Township in Ohio, US

Bratton Township is one of the fifteen townships of Adams County, Ohio, United States. The population was 1,380 at the 2020 census.

The Great Serpent Mound, a serpent-shaped effigy mound of the Fort Ancient culture, is located within Bratton Township, along with much of the Serpent Mound crater.

==Geography==
Located in the northern part of the county, it borders the following townships:
- Brushcreek Township, Highland County - north
- Mifflin Township, Pike County - northeast corner
- Franklin Township - east
- Meigs Township - south
- Scott Township - west
- Jackson Township, Highland County - northwest

No municipalities are located in Bratton Township.

==History==
Bratton Township was organized in 1877. It is named for John Bratton, an early and prominent settler.
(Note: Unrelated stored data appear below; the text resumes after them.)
//! # chromaq
//!
//! **Typed filters, request criteria and result filtering for Chroma-style
//! vector database clients.**
//!
//! chromaq builds the request side of a vector database client:
//!
//! - **Filters** - `where` and `where_document` conditions from typed matchers
//! - **Validation** - malformed requests fail before anything is sent
//! - **Id generation** - content-addressed ids from embeddings
//! - **Result filtering** - keep only neighbors within a distance range
//!
//! ## Features
//!
//! | Feature | Description |
//! |---------|-------------|
//! | **Typed Matchers** | comparisons, `is_in` / `not_in`, `contains` / `not_contains` |
//! | **Composites** | Arbitrarily nested `$and` / `$or` |
//! | **Criteria** | Add, get, query, update, upsert and delete builders |
//! | **Envelope** | `Response::Success` or a structured `Response::Failure` |
//! | **Distance Ranges** | `less_than`, `bigger_than`, `between`, `equal_to` |
//!
//! ## Quick Start
//!
//! ### Building Filters
//!
//! ```rust
//! use chromaq::prelude::*;
//!
//! let filter = and([
//!     cond("category", eq("programming")),
//!     or([cond("year", gte(2020)), cond("tags", is_in(["rust", "systems"]))]),
//! ]);
//!
//! let json = serde_json::to_value(filter.materialize()).unwrap();
//! assert_eq!(
//!     json,
//!     serde_json::json!({"$and": [
//!         {"category": {"$eq": "programming"}},
//!         {"$or": [{"year": {"$gte": 2020}}, {"tags": {"$in": ["rust", "systems"]}}]}
//!     ]})
//! );
//! ```
//!
//! ### Materializing a Request
//!
//! Criteria resolve embeddings through an [`EmbeddingFunction`], which can be
//! any closure:
//!
//! ```rust
//! use chromaq::prelude::*;
//!
//! let embed = |texts: &[String]| -> Result<Vec<Embedding>> {
//!     Ok(texts.iter().map(|t| Embedding::from_vec(vec![t.len() as f32, 0.0])).collect())
//! };
//!
//! let request = QueryCriteria::builder()
//!     .where_metadata(("lang", eq("rust")))
//!     .with_number_of_results(5)
//!     .build()
//!     .to_request(&["ownership and borrowing".to_string()], Some(&embed))
//!     .unwrap();
//!
//! assert_eq!(request.query_embeddings.len(), 1);
//! ```
//!
//! ### Validation
//!
//! ```rust
//! use chromaq::prelude::*;
//!
//! let err = DeleteCriteria::builder().build().to_request(&[], None).unwrap_err();
//! assert!(err.is_validation());
//! ```
//!
//! ### Filtering Results by Distance
//!
//! ```rust
//! use chromaq::prelude::*;
//!
//! let result = QueryResult::from_json(
//!     r#"{"ids": [["a", "b", "c"]], "distances": [[0.1, 0.4, 0.9]]}"#,
//! )
//! .unwrap();
//!
//! let close = result.ids_within(Some(&DistanceRange::less_than(0.5)));
//! assert_eq!(close, vec![vec!["a".to_string(), "b".to_string()]]);
//! ```
//!
//! ## Architecture
//!
//! chromaq is organized into two crates:
//!
//! - **`chromaq-core`** - Filters, criteria, results and collaborator traits
//! - **`chromaq`** - Main crate that re-exports everything
//!
//! ### Core Components
//!
//! - [`filter`] - Matchers, conditions and the [`Value`] wire type
//! - [`criteria`] - Per-operation builders and validation
//! - [`results`] - [`Response`], [`QueryResult`], [`GetResult`], [`DistanceRange`]
//! - [`Collection`] - Runs criteria through a [`Transport`]
//!
//! ## Error Handling
//!
//! All fallible operations return [`Result<T>`](crate::Result), which uses
//! the [`Error`] enum for error types. A request the database rejects is not
//! an error: it comes back as [`Response::Failure`].
//!
//! ## Logging
//!
//! chromaq emits [`tracing`](https://docs.rs/tracing) events and installs no
//! subscriber. Run the demo with `RUST_LOG=chromaq_core=debug` to see them.

// Re-export everything from core
pub use chromaq_core::*;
It is the only Bratton Township statewide.

==Government==
The township is governed by a three-member board of trustees, who are elected in November of odd-numbered years to a four-year term beginning on the following January 1. Two are elected in the year after the presidential election and one is elected in the year before it. There is also an elected township fiscal officer, who serves a four-year term beginning on April 1 of the year after the election, which is held in November of the year before the presidential election. Vacancies in the fiscal officership or on the board of trustees are filled by the remaining trustees.